Japanese Curry & Rice

Indulge in the rich and aromatic Japanese curry served with fluffy rice for a satisfying and delicious dining experience.

Cuisine

Japanese

Time

45 min

Servings

2 people

Most popular
recipe

Ingredients

  • 1 cup of Japanese Rice
  • 1 cup of cold water
  • 1/4 tsp salt
  • 1/2 tsp sugar

Curry Ingredients

  • 1 tbsp vegetable oil
  • 1 large onion
  • 1 large potato
  • 1 large carrot
  • 1 large chicken breast
  • 1L chicken stock

The curry roux

  • 2 tablespoons butter
  • 2 tablespoons flour
  • 1 tbsp curry powder
  • 1 tsp garam masala
  • ½ tsp paprika
  • 1 ½ tbsp light soy sauce
  • 1 tbsp mirin
  • ½ tbsp honey
  • 6-8 tbsp chicken stock

Method

Preparation

Rice Preparation

• For the rice, place the Japanese rice in a saucepan with a tight-fitting lid.

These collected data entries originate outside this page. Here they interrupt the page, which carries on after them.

//! Shared test doubles for the host interfaces.

use std::cell::RefCell;

use rustc_hash::FxHashMap;
use subst_ir::{Location, Span};

use crate::host::{Evaluator, ExprSite};
use crate::{EvaluatedExpression, HookTable};

/// Evaluator answering from a fixed source -> result table.
///
/// Unlisted sources evaluate to `Unknown`. Every request is recorded.
#[derive(Default)]
pub struct ScriptedEvaluator {
    answers: FxHashMap<String, EvaluatedExpression>,
    pub requests: RefCell<Vec<String>>,
}

impl ScriptedEvaluator {
    pub fn new() -> Self {
        ScriptedEvaluator::default()
    }

    #[must_use]
    pub fn answer(mut self, source: &str, result: EvaluatedExpression) -> Self {
        self.answers.insert(source.to_owned(), result);
        self
    }
}

impl Evaluator for ScriptedEvaluator {
    fn evaluate(&self, source: &str) -> EvaluatedExpression {
        self.requests.borrow_mut().push(source.to_owned());
        self.answers
            .get(source)
            .cloned()
            .unwrap_or_else(EvaluatedExpression::unknown)
    }
}

/// Evaluator that treats every source text as a single identifier and asks
/// the hook table about it, like a host evaluating `A` inside `A`'s own
/// replacement would.
pub struct LoopbackEvaluator<'a> {
    pub table: &'a HookTable,
    pub calls: RefCell<usize>,
}

impl<'a> LoopbackEvaluator<'a> {
    pub fn new(table: &'a HookTable) -> Self {
        LoopbackEvaluator {
            table,
            calls: RefCell::new(0),
        }
    }
}

impl Evaluator for LoopbackEvaluator<'_> {
    fn evaluate(&self, source: &str) -> EvaluatedExpression {
        *self.calls.borrow_mut() += 1;
        let name = source.split_whitespace().next().unwrap_or_default();
        self.table
            .evaluate_identifier(name, &site(0, 0), self)
            .unwrap_or_else(EvaluatedExpression::unknown)
    }
}

pub fn site(start: u32, end: u32) -> ExprSite {
    ExprSite::new(Span::new(start, end), Location::default())
}
//! Path registrar.
//!
//! Walks a definitions tree depth-first, joining keys with `.`. Leaves go to
//! the substitution binder; nested trees are walked first and then bound as
//! a whole through the object path binder.

use subst_ir::{render_source, DefinitionValue, DefinitionsTree, SymbolPath};
use tracing::{debug, trace};

use crate::binder::{bind_leaf, bind_object_path};
use crate::HookTable;

/// Register every path in `tree` with `table`.
///
/// Every strict prefix of a leaf path is registered as renamable, so the host
/// never treats `process` or `process.env` as an ordinary local binding when
/// `process.env.NODE_ENV` is defined.
#[tracing::instrument(level = "debug", skip_all, fields(entries = tree.len()))]
pub fn register_all(table: &mut HookTable, tree: &DefinitionsTree) {
    walk(table, tree, "");
    debug!(paths = table.len(), "definitions registered");
}

fn walk(table: &mut HookTable, tree: &DefinitionsTree, prefix: &str) {
    for (key, value) in tree.iter() {
        let full_key = format!("{prefix}{key}");
        trace!(path = %full_key, kind = value.kind_name(), "registering definition");

        if let DefinitionValue::Object(subtree) = value {
            walk(table, subtree, &format!("{full_key}."));
            bind_object_path(table, &full_key, subtree);
            continue;
        }

        let path = SymbolPath::parse(&full_key);
        for renamable in path.strict_prefixes() {
            table.register_can_rename(&renamable);
        }
        bind_leaf(table, &path, render_source(value));
    }
}
//! Parse errors.

use subst_ir::Span;

/// Error produced while lexing or parsing host source.
#[derive(Clone, Debug, PartialEq, Eq, thiserror::Error)]
pub enum ParseError {
    #[error("source of {len} bytes exceeds the addressable span range")]
    SourceTooLarge { len: usize },

    #[error("unexpected character `{ch}` at {span}")]
    UnexpectedCharacter { ch: char, span: Span },

    #[error("unterminated string literal at {span}")]
    UnterminatedString { span: Span },

    #[error("unterminated block comment at {span}")]
    UnterminatedComment { span: Span },

    #[error("unterminated regular expression at {span}")]
    UnterminatedRegex { span: Span },

    #[error("invalid escape sequence at {span}")]
    InvalidEscape { span: Span },

    #[error("invalid number literal at {span}")]
    InvalidNumber { span: Span },

    #[error("expected {expected}, found {found} at {span}")]
    Expected {
        expected: &'static str,
        found: String,
        span: Span,
    },

    #[error("invalid assignment target at {span}")]
    InvalidAssignmentTarget { span: Span },
}

impl ParseError {
    /// Source range the error points at.
    pub fn span(&self) -> Span {
        match self {
            ParseError::SourceTooLarge { .. } => Span::DUMMY,
            ParseError::UnexpectedCharacter { span, .. }
            | ParseError::UnterminatedString { span }
            | ParseError::UnterminatedComment { span }
            | ParseError::UnterminatedRegex { span }
            | ParseError::InvalidEscape { span }
            | ParseError::InvalidNumber { span }
            | ParseError::Expected { span, .. }
            | ParseError::InvalidAssignmentTarget { span } => *span,
        }
    }
}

Put the saucepan under the tap and wash the rice well using cold running water to remove excess starch.

• Once washed, pour over the cup of water and place the pan on the hob.

Curry Preparation

• First off, make the roux as follows: Melt the butter in a small saucepan on a low heat and then add the flour to the butter once it starts to bubble and fizz. Mix the flour well into the butter so that it forms a smooth paste. Then add the curry powder, garam masala and paprika and mix in well. Next pour in the light soy sauce, mirin and honey and mix into the paste until a uniform colour has formed throughout the paste.

• Now add 1-2 tbsp chicken stock to the paste at a time, whilst stirring constantly. Allowing the paste to bubble up in between each addition of stock. Once you have formed a smooth, yet thinner paste your roux is ready. Set aside ready for later.

• Now slice the onion into wedges and then peel the potato and carrot and cut them into large dices or chunks of similar size.

• Cut the chicken breast into large dices, season with salt and pepper and set aside.

Cooking

Rice Cooking Method

• Cover the saucepan with the lid and bring the rice to the boil over a medium heat.

• Once boiling, lower the heat to a simmer and leave to simmer with the lid on for 10 minutes until the water level is the same as the top of the rice.

• At this point, turn off the heat and leave the rice to rest for a further 10-15 minutes keeping the lid on at all times.

Curry Cooking Method

• Heat 1 tbsp vegetable oil in a saucepan to a medium heat and then start to fry the onion then add the onion. Fry the onion until softened and lightly browned. Once the onion is fried, add remaining vegetables, and fry for a further 4-5 minutes before adding the roux to the mix.

• Once you add the roux to the vegetables, pour the rest of the chicken stock in, stir well and bring to boil. Now lower the heat to a simmer and cover with a lid for 15-20 minutes. Check that the potatoes are cooked through by sticking the tip of a sharp knife through one of the thicker pieces. Then remove the lid and add the chicken pieces to the curry and cook the chicken through whilst reducing the sauce to your desired thickness.

• Serve with the steamed Japanese rice.